* _ASSIGNMENT_:
Say how many lines in the entries hold the string "push", giving the number by itself.

[Dataset entries]

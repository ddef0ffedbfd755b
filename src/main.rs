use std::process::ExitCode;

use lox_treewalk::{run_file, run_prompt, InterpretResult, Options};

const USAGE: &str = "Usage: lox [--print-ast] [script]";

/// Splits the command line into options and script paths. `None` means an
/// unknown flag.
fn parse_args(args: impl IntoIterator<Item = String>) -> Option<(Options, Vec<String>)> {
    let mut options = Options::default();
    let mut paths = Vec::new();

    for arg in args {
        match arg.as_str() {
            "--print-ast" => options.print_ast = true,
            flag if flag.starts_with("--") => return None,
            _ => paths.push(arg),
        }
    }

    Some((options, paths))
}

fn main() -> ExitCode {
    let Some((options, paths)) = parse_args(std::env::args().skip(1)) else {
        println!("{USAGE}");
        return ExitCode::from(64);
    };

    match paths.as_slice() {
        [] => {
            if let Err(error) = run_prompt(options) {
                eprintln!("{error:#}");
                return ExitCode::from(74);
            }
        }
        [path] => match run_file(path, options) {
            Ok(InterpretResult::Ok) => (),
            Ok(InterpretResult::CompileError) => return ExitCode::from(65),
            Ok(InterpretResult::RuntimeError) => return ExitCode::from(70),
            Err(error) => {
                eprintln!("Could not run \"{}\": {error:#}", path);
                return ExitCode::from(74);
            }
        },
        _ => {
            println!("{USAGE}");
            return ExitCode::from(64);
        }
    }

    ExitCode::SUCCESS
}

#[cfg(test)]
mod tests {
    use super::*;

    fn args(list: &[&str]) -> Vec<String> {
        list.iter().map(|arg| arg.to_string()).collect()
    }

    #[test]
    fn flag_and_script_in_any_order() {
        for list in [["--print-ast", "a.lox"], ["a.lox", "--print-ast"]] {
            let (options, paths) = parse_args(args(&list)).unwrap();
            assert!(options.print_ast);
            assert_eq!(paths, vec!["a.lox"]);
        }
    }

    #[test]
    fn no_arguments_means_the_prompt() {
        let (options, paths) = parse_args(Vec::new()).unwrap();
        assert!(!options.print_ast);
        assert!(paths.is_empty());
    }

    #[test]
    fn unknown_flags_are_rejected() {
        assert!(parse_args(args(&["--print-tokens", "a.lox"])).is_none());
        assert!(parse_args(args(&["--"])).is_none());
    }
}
---
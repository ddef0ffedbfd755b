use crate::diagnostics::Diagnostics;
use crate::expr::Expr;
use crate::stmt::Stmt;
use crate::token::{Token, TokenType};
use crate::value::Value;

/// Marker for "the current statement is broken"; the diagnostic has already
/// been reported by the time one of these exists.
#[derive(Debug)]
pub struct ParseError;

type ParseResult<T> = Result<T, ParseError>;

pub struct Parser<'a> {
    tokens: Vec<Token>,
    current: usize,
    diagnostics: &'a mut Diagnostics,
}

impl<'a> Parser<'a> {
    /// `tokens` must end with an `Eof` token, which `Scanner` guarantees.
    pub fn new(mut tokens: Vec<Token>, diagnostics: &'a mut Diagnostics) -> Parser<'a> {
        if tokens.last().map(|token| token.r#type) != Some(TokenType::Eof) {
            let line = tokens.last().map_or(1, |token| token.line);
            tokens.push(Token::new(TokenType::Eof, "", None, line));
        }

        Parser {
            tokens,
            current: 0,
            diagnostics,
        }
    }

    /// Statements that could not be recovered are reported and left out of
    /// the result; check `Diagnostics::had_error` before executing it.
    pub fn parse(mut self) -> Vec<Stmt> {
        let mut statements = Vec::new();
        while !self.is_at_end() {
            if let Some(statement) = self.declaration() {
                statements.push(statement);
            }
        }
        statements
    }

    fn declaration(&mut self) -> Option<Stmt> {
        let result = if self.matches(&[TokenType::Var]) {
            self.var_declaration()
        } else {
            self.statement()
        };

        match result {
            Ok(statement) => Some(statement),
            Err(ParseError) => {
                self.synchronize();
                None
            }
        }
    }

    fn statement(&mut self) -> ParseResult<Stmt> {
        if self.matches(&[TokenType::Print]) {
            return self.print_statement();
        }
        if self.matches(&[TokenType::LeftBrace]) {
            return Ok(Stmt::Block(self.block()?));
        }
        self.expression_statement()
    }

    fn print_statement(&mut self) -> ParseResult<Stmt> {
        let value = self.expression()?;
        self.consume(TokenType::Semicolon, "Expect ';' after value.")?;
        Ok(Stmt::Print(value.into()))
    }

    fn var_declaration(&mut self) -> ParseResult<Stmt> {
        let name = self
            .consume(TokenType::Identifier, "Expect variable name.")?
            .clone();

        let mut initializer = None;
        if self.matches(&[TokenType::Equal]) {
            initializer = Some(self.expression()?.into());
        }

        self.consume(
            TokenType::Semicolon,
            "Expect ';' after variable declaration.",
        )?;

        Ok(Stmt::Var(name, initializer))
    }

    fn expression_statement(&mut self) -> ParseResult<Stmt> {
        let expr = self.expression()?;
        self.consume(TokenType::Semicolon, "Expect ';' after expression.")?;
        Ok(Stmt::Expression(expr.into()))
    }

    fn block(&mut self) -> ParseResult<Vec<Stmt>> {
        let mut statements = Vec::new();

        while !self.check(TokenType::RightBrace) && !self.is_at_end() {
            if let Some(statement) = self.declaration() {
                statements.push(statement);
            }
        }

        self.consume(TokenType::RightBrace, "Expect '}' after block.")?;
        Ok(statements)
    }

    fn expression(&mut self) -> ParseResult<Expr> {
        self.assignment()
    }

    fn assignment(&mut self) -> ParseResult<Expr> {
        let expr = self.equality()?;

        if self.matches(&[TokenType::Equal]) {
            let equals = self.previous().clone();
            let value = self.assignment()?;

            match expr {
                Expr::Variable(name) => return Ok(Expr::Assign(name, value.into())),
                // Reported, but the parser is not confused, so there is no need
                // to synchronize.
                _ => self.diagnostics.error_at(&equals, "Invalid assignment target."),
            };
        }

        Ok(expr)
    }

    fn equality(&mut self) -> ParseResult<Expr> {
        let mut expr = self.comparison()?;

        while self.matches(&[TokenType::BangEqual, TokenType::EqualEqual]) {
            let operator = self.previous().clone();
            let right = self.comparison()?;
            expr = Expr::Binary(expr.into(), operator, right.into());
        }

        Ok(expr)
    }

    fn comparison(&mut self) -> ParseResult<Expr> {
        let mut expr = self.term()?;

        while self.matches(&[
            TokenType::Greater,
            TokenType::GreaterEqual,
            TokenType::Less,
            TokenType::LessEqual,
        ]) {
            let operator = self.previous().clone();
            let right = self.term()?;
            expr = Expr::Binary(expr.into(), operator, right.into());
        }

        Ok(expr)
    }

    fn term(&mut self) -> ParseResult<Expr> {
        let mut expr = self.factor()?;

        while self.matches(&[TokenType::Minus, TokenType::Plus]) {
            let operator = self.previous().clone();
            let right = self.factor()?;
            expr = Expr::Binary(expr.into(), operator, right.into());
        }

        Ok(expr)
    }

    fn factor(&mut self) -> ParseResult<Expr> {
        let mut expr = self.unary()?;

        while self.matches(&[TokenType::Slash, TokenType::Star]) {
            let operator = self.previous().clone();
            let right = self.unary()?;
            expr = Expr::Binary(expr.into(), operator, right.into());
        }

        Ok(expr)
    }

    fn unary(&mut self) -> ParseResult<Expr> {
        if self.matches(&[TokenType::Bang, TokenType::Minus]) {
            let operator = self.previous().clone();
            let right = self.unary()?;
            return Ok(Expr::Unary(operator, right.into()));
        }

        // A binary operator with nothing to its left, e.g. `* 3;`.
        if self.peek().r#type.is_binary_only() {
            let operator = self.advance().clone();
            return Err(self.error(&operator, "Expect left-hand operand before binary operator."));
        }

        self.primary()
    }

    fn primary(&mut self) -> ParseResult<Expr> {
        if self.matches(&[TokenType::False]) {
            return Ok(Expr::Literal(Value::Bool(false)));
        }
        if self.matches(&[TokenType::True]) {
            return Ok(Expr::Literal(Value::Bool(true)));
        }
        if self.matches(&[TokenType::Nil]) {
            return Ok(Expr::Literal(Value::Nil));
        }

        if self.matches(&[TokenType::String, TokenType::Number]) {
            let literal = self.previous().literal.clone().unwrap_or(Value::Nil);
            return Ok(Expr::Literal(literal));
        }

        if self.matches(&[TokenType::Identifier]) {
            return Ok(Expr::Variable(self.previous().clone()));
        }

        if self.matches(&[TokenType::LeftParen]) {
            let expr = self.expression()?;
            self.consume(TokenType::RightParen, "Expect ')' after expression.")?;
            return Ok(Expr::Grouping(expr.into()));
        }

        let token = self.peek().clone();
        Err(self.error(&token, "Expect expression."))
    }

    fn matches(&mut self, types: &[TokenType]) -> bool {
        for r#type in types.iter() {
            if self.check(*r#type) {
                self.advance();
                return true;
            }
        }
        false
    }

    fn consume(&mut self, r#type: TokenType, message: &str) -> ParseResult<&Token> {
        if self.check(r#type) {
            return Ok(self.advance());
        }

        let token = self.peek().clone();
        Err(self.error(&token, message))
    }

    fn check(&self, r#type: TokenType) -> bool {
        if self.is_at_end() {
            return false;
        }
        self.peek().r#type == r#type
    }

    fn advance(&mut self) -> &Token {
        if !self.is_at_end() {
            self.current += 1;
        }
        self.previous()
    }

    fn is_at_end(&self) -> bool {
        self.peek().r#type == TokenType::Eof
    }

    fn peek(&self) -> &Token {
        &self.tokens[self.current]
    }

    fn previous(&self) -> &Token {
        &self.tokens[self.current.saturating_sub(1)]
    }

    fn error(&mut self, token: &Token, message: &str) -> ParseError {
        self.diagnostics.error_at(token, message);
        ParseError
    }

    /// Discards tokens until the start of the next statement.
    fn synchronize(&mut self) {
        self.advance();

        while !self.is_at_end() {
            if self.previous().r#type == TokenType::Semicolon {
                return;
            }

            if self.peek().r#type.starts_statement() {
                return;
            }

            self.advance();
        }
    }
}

* _RESPONSE_:
4